En ese contexto, las negociaciones recientes se han desarrollado por fuera de los mecanismos formales del tratado, sin una estrategia nacional coherente y sin exigir reciprocidad.
Una política comercial sin rumbo
Los trece años del TLC con Estados Unidos demuestran que el acceso preferencial a mercados no garantiza desarrollo. Colombia no ha logrado aumentar su participación en las importaciones estadounidenses (pasó del 1,08 % en 2012 al 0,58 % en 2022) y continúa concentrando sus ventas en bienes primarios.
La ausencia de una política industrial activa, la falta de inversión en innovación y la renuncia a instrumentos de protección selectiva explican la pérdida de competitividad y el estancamiento exportador.
La discusión actual sobre la “suspensión” del TLC no debe distraer del problema estructural: el tratado ha consolidado un modelo de inserción subordinada que limita la soberanía económica, la autonomía regulatoria y la capacidad de generación de empleo formal.

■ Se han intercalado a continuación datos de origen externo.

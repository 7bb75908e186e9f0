use agrewind_core::{project_key, project_log_dir};
use agrewind_engine::{attach_parsed_changes, build_turns, sort_newest_first};
use agrewind_providers::{list_session_files, read_entries, select_latest, session_summary};
use agrewind_types::{
    ConversationTurn, ParsedChange, RevertOutcome, RevertRecord, SessionFile, SessionMetadata,
    SessionSummary, SessionTurns,
};
use std::path::{Path, PathBuf};
use std::sync::Arc;

use crate::config::Config;
use crate::revert::RevertEngine;
use crate::scan::ScanInterrupt;
use crate::{Error, Result};

/// Synchronous entry point over one project's sessions and the revert ledger.
pub struct Workspace {
    config: Config,
    project_root: PathBuf,
    log_dir: PathBuf,
    engine: Arc<RevertEngine>,
}

impl Workspace {
    pub fn open(config: Config, project_root: &Path) -> Result<Self> {
        let log_root = config.resolved_log_root()?;
        let log_dir = project_log_dir(&log_root, &project_key(project_root));
        let engine = RevertEngine::open(&config.resolved_ledger_path()?)?;

        tracing::debug!(log_dir = %log_dir.display(), "workspace opened");

        Ok(Self {
            config,
            project_root: project_root.to_path_buf(),
            log_dir,
            engine: Arc::new(engine),
        })
    }

    /// Open with the config file from the data directory and the discovered
    /// project root.
    pub fn open_default(explicit_project_root: Option<&str>) -> Result<Self> {
        let config = Config::load()?;
        let root = agrewind_core::discover_project_root(explicit_project_root)?;
        Self::open(config, &root)
    }

    pub fn config(&self) -> &Config {
        &self.config
    }

    pub fn project_root(&self) -> &Path {
        &self.project_root
    }

    pub fn project_log_dir(&self) -> &Path {
        &self.log_dir
    }

    pub fn engine(&self) -> &Arc<RevertEngine> {
        &self.engine
    }

    fn sessions(&self) -> Result<Vec<SessionFile>> {
        Ok(select_latest(list_session_files(&self.log_dir)?))
    }

    fn find_session(&self, session_id: &str) -> Result<SessionFile> {
        self.sessions()?
            .into_iter()
            .find(|s| s.id == session_id)
            .ok_or_else(|| Error::SessionNotFound(session_id.to_string()))
    }

    /// Sessions newest first, with a cheap one-pass summary each.
    ///
    /// A log that cannot be read is still listed, with an empty summary.
    pub fn list_sessions(&self, interrupt: &ScanInterrupt) -> Result<Vec<SessionMetadata>> {
        let sessions = self.sessions()?;
        let mut listed = Vec::with_capacity(sessions.len());

        for session in &sessions {
            if interrupt.is_tripped() {
                tracing::debug!(scanned = listed.len(), "session scan interrupted");
                return Err(Error::Interrupted);
            }
            let summary = match session_summary(&session.path, self.config.snippet_length) {
                Ok(summary) => summary,
                Err(err) => {
                    tracing::warn!(
                        session = %session.id,
                        path = %session.path.display(),
                        error = %err,
                        "session log unreadable, listing without summary"
                    );
                    SessionSummary::default()
                }
            };
            listed.push(SessionMetadata::new(session, summary));
        }

        Ok(listed)
    }

    fn load_turns(&self, session: &SessionFile) -> Result<Vec<ConversationTurn>> {
        let entries = read_entries(&session.path)?;
        Ok(build_turns(&session.id, entries))
    }

    fn process(&self, session: &SessionFile, turns: &[ConversationTurn]) -> Vec<ParsedChange> {
        self.engine.process_session_changes(
            session,
            turns.iter().flat_map(|turn| turn.attributed_changes()),
        )
    }

    pub fn get_session_turns(&self, session_id: &str) -> Result<SessionTurns> {
        let session = self.find_session(session_id)?;
        let turns = self.load_turns(&session)?;
        let parsed = self.process(&session, &turns);

        Ok(SessionTurns {
            turns: attach_parsed_changes(turns, parsed),
            session,
        })
    }

    /// Every change of a session, newest first.
    pub fn get_session_changes(&self, session_id: &str) -> Result<Vec<ParsedChange>> {
        let session = self.find_session(session_id)?;
        self.session_changes(&session)
    }

    fn session_changes(&self, session: &SessionFile) -> Result<Vec<ParsedChange>> {
        let turns = self.load_turns(session)?;
        let mut parsed = self.process(session, &turns);
        sort_newest_first(&mut parsed);
        Ok(parsed)
    }

    pub fn revert_change(&self, change_id: &str) -> Result<RevertOutcome> {
        let sessions = self.sessions()?;
        let latest = sessions.iter().find(|s| s.is_latest);

        // Process the latest session so its changes are cached with current recency.
        if let Some(latest) = latest {
            self.session_changes(latest)?;
        }

        if self.engine.cached_change(change_id).is_none()
            && let Some(owner) = sessions
                .iter()
                .filter(|s| change_id.starts_with(&format!("{}-", s.id)))
                .max_by_key(|s| s.id.len())
        {
            self.session_changes(owner)?;
        }

        let (session_id, mut change) = self
            .engine
            .cached_change(change_id)
            .ok_or_else(|| Error::ChangeNotFound(change_id.to_string()))?;

        change.is_latest_session = latest.is_some_and(|l| l.id == session_id);
        self.engine.revert(&change)
    }

    pub fn reverted_changes(&self) -> Result<Vec<RevertRecord>> {
        self.engine.reverted_changes()
    }
}
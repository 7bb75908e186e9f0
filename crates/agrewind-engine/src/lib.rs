// Engine module - turn reconstruction and change simulation
// This layer sits between decoded log entries (providers) and the runtime
// that serves and reverts changes.

pub mod diff;
mod turn;

pub use diff::{
    DiffContext, EditError, RevertStatus, apply_edits, process_changes, sort_newest_first,
    unified_diff,
};
pub use turn::{TurnBuilder, TurnReducer, attach_parsed_changes};

use agrewind_providers::LogEntry;
use agrewind_types::ConversationTurn;

/// Build the conversation turns of a session from its decoded entries.
pub fn build_turns<I>(session_id: &str, entries: I) -> Vec<ConversationTurn>
where
    I: IntoIterator<Item = LogEntry>,
{
    let mut reducer = TurnReducer::new(session_id);
    for entry in entries {
        reducer.push(&entry);
    }
    reducer.finish()
}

Replantear el rumbo: una agenda para el desarrollo nacional
Es urgente replantear la política comercial de Colombia. Esto implica avanzar hacia una renegociación integral del TLC, acompañada de una estrategia de diversificación productiva, fortalecimiento del mercado interno y fomento a la industria y al agro nacional.
Un acuerdo comercial solo puede ser sostenible si promueve la equidad, el valor agregado y la soberanía productiva. La prioridad del país debe ser recuperar la capacidad de definir su propio modelo de desarrollo, no adaptarse a los intereses de otros.
La coyuntura actual, marcada por la tensión diplomática con Washington, debe servir como punto de partida para un debate serio sobre el rumbo del comercio exterior colombiano, sus límites y las alternativas para construir una economía más justa, sólida y sostenible.